Table 1 Classification and distribution of NBS-encoding genes in the four cotton genomes

Additional domains, TIR, CC or RPW8 in the N-terminal region and LRR domains in the C-terminal region, were identified in the NBS-encoding genes. If a TIR, CC or RPW8 domain was detected before NB-ARC domain, it was coded as “T”, “C”, “R”, respectively; if LRR domain was detected after NB-ARC domain, it was coded as “L”. The NB-ARC domain was coded as “N”. The NBS-encoding genes were sub-classified into eight types according to their domain architecture (Table 1 and Additional file 1: Table S1): CN, CNL, N, NL, RN, RNL, TN and TNL. As shown in Table 1, G. arboreum possessed a larger proportion of CN, CNL, and N genes and a lower proportion of NL, TN and TNL genes than G. raimondii. For example, the proportions of CN, CNL and N genes of the diploid G. arboreum were 17.89, 32.52 and 23.98%, respectively, while the proportions of CN, CNL and N genes of the diploid G. raimondii were 10.68, 29.32 and 16.99%, respectively (Table 1). However, the percentage differences of RN or RNL genes between G. arboreum and G. raimondii were less than 1%, so the proportions of RN and RNL genes remained relatively unchanged. Similar results were observed between the two allotetraploid cotton species: G. hirsutum possessed a larger proportion of CN, CNL, and N genes and a lower proportion of NL, TN and TNL genes than G. barbadense, and the proportions of RN and RNL genes remained relatively unchanged. Therefore, with respect to the proportions of different NBS type genes, G. arboreum and G. hirsutum share similar distribution profiles, while G. raimondii and G. barbadense share similar distribution profiles. The results suggest that G. hirsutum may preferentially inherit NBS-encoding genes from G. arboreum progenitor, while G. barbadense may preferentially inherit NBS-encoding genes from G. raimondii progenitor. Moreover, the greatest percentage changes between G. raimondii and G. arboreum, and between G. barbadense and G. hirsutum, occurred in the TNL type genes, about 7 times. Therefore, these TNL genes may play a significant role in disease resistance in G. raimondii and G. barbadense.
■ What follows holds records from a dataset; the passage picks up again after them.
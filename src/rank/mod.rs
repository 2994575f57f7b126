//! Pairwise document ranking.
//!
//! A rubric of weighted criteria is applied to document pairs by an LLM
//! evaluator; a merge sort over those pairwise verdicts produces the ranking.
//! Every distinct pair is judged at most once per run.

pub mod comparison;
pub mod engine;
pub mod options;
pub mod report;
pub mod request;
pub mod sort;
pub mod trace;
pub mod types;

pub use comparison::{build_result, weighted_contribution, PairComparator};
pub use engine::{ordering_signal, ComparatorOrdering, RankingEngine};
pub use options::RankConfig;
pub use report::{build_report, render_report_markdown, RankReport};
pub use request::{load_request, load_rubric, parse_request, RankRequestError};
pub use sort::{merge_sort, PairOrdering};
pub use trace::{
    ComparisonTrace, JsonlTraceSink, MemoryTraceSink, TraceError, TraceSink, TraceWriterHandle,
};
pub use types::*;
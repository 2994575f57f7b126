//! The evaluator capability: one rendered prompt in, one per-criterion verdict out.
//!
//! `Evaluator` is the seam the comparator depends on; tests substitute
//! deterministic stubs. `GatewayEvaluator` is the LLM-backed implementation.

use std::time::Duration;

use async_trait::async_trait;
use serde::Deserialize;
use uuid::Uuid;

use crate::gateway::{Attribution, ChatGateway, ChatRequest, ProviderError};
use crate::prompts::EvaluationPrompt;
use crate::rank::types::{CriterionEvaluation, CriterionWinner};

/// Default model for judgements.
pub const DEFAULT_MODEL: &str = "openai/gpt-4o-mini";

#[derive(Debug, thiserror::Error)]
pub enum EvaluatorError {
    #[error("evaluator configuration error: {0}")]
    Config(String),
    #[error("provider error: {0}")]
    Provider(#[from] ProviderError),
    #[error("parse error: {0}")]
    Parse(String),
    #[error("evaluator timed out after {0:?}")]
    Timeout(Duration),
}

#[async_trait]
pub trait Evaluator: Send + Sync {
    /// Check credentials/configuration before any pair is judged.
    fn validate(&self) -> Result<(), EvaluatorError> {
        Ok(())
    }

    /// Judge one pair on one criterion.
    ///
    /// Returned scores are in 1..=5. `criterion_id`/`criterion_name` may be
    /// left empty; the comparator backfills them. `run_id` names the ranking
    /// run the call belongs to.
    async fn evaluate(
        &self,
        prompt: &EvaluationPrompt,
        max_tokens: u32,
        run_id: Uuid,
    ) -> Result<CriterionEvaluation, EvaluatorError>;
}

// =============================================================================
// JSON parsing
// =============================================================================

/// Raw JSON structure from the model reply.
#[derive(Debug, Deserialize)]
struct EvaluationJson {
    #[serde(default, alias = "criterionId")]
    criterion_id: Option<String>,
    #[serde(default, alias = "criterionName")]
    criterion_name: Option<String>,
    #[serde(alias = "scoreA")]
    score_a: Option<f64>,
    #[serde(alias = "scoreB")]
    score_b: Option<f64>,
    #[serde(default, alias = "analysisA")]
    analysis_a: Option<String>,
    #[serde(default, alias = "analysisB")]
    analysis_b: Option<String>,
    #[serde(default, alias = "comparativeAnalysis")]
    comparative_analysis: Option<String>,
    #[serde(default)]
    reasoning: Option<String>,
    #[serde(default)]
    winner: Option<String>,
}

fn parse_score(raw: Option<f64>, field: &str) -> Result<u8, EvaluatorError> {
    let score = raw.ok_or_else(|| EvaluatorError::Parse(format!("missing '{field}'")))?;
    if score.fract() != 0.0 || !(1.0..=5.0).contains(&score) {
        return Err(EvaluatorError::Parse(format!(
            "{field} out of allowed range [1,5]: {score}"
        )));
    }
    Ok(score as u8)
}

fn parse_winner(raw: Option<&str>) -> Result<CriterionWinner, EvaluatorError> {
    let Some(raw) = raw else {
        return Ok(CriterionWinner::NotApplicable);
    };
    match raw.trim().to_ascii_uppercase().as_str() {
        "A" => Ok(CriterionWinner::A),
        "B" => Ok(CriterionWinner::B),
        "TIE" => Ok(CriterionWinner::Tie),
        "N/A" | "NA" | "" => Ok(CriterionWinner::NotApplicable),
        other => Err(EvaluatorError::Parse(format!("invalid winner: {other}"))),
    }
}

/// Parse a model reply into a CriterionEvaluation.
pub fn parse_evaluation_response(raw: &str) -> Result<CriterionEvaluation, EvaluatorError> {
    let json_str = extract_json(raw);
    let parsed: EvaluationJson =
        serde_json::from_str(json_str).map_err(|e| EvaluatorError::Parse(e.to_string()))?;

    Ok(CriterionEvaluation {
        criterion_id: parsed.criterion_id.unwrap_or_default(),
        criterion_name: parsed.criterion_name.unwrap_or_default(),
        score_a: parse_score(parsed.score_a, "score_a")?,
        score_b: parse_score(parsed.score_b, "score_b")?,
        analysis_a: parsed.analysis_a.unwrap_or_default(),
        analysis_b: parsed.analysis_b.unwrap_or_default(),
        comparative_analysis: parsed.comparative_analysis.unwrap_or_default(),
        reasoning: parsed.reasoning.unwrap_or_default(),
        winner: parse_winner(parsed.winner.as_deref())?,
    })
}

/// Extract the first balanced JSON object (models sometimes add prose or fences).
fn extract_json(raw: &str) -> &str {
    let trimmed = raw.trim();
    let Some(start) = trimmed.find('{') else {
        return trimmed;
    };
    let remainder = &trimmed[start..];
    let mut depth = 0usize;
    let mut in_string = false;
    let mut escaped = false;
    for (i, c) in remainder.char_indices() {
        if in_string {
            match c {
                _ if escaped => escaped = false,
                '\\' => escaped = true,
                '"' => in_string = false,
                _ => {}
            }
            continue;
        }
        match c {
            '"' => in_string = true,
            '{' => depth += 1,
            '}' => {
                depth = depth.saturating_sub(1);
                if depth == 0 {
                    return &remainder[..=i];
                }
            }
            _ => {}
        }
    }
    trimmed
}

// =============================================================================
// Gateway-backed evaluator
// =============================================================================

/// Evaluator that asks a chat model for a JSON verdict.
pub struct GatewayEvaluator<G: ChatGateway> {
    gateway: G,
    model: String,
    attribution: Attribution,
}

impl<G: ChatGateway> GatewayEvaluator<G> {
    pub fn new(gateway: G, model: impl Into<String>) -> Self {
        Self {
            gateway,
            model: model.into(),
            attribution: Attribution::new("rank::evaluate"),
        }
    }

    pub fn with_attribution(mut self, attribution: Attribution) -> Self {
        self.attribution = attribution;
        self
    }

    pub fn model(&self) -> &str {
        &self.model
    }
}

#[async_trait]
impl<G: ChatGateway> Evaluator for GatewayEvaluator<G> {
    fn validate(&self) -> Result<(), EvaluatorError> {
        if self.model.trim().is_empty() {
            return Err(EvaluatorError::Config("model is empty".into()));
        }
        self.gateway
            .check_credentials()
            .map_err(|e| EvaluatorError::Config(e.to_string()))
    }

    async fn evaluate(
        &self,
        prompt: &EvaluationPrompt,
        max_tokens: u32,
        run_id: Uuid,
    ) -> Result<CriterionEvaluation, EvaluatorError> {
        let request = ChatRequest::new(
            self.model.clone(),
            prompt.to_messages(),
            self.attribution.clone().with_run(run_id),
        )
        .max_tokens(max_tokens)
        .json();

        let response = self.gateway.chat(request).await?;
        parse_evaluation_response(&response.content)
    }
}

#[cfg(test)]
mod tests {
    use super::*;

    #[test]
    fn parses_valid_reply() {
        let raw = r#"{"score_a": 5, "score_b": 2, "analysis_a": "strong", "analysis_b": "weak",
            "comparative_analysis": "first is better", "reasoning": "depth", "winner": "A"}"#;
        let eval = parse_evaluation_response(raw).unwrap();
        assert_eq!(eval.score_a, 5);
        assert_eq!(eval.score_b, 2);
        assert_eq!(eval.winner, CriterionWinner::A);
        assert!(eval.criterion_id.is_empty());
    }

    #[test]
    fn parses_camel_case_and_surrounding_text() {
        let raw = "Here is my verdict:\n```json\n{\"scoreA\": 3, \"scoreB\": 3, \"winner\": \"tie\", \"reasoning\": \"a {brace} inside\"}\n```";
        let eval = parse_evaluation_response(raw).unwrap();
        assert_eq!(eval.winner, CriterionWinner::Tie);
        assert_eq!(eval.reasoning, "a {brace} inside");
    }

    #[test]
    fn rejects_out_of_range_scores() {
        let raw = r#"{"score_a": 6, "score_b": 2, "winner": "A"}"#;
        assert!(matches!(
            parse_evaluation_response(raw),
            Err(EvaluatorError::Parse(_))
        ));
        let raw = r#"{"score_a": 2.5, "score_b": 2, "winner": "A"}"#;
        assert!(parse_evaluation_response(raw).is_err());
    }

    #[test]
    fn rejects_unknown_winner_and_missing_scores() {
        assert!(parse_evaluation_response(r#"{"score_a": 2, "score_b": 2, "winner": "C"}"#).is_err());
        assert!(parse_evaluation_response(r#"{"score_a": 2, "winner": "A"}"#).is_err());
        assert!(parse_evaluation_response("no json here").is_err());
    }

    #[test]
    fn na_winner() {
        let eval = parse_evaluation_response(r#"{"score_a": 1, "score_b": 1, "winner": "N/A"}"#)
            .unwrap();
        assert_eq!(eval.winner, CriterionWinner::NotApplicable);
    }
}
In addition, the exon number of NBS genes was calculated based on the annotation information of cotton genomes (Additional file 1: Table S1 and Additional file 2: Table S9). NBS genes in G. raimondii and G. barbadense were predicted to have 2.8 and 3.8 exons in average respectively, which was much larger than the average number of NBS genes in G. arboretum and G. hirsutum, 2.3 and 2.2 respectively. The mean exon numbers in eight NBS gene type were quite different in each cotton species, but the exons of NBS genes with TIR or RPW8 domain were generally more than that of other NBS type genes, especially TNL type genes containing mean 4.4 to 9.5 exons. The larger exon number in cotton TNL type genes was consistent with the results of a previous study in the Arabidopsis, poplar, grapevine and Rosaceae [17, 23, 24].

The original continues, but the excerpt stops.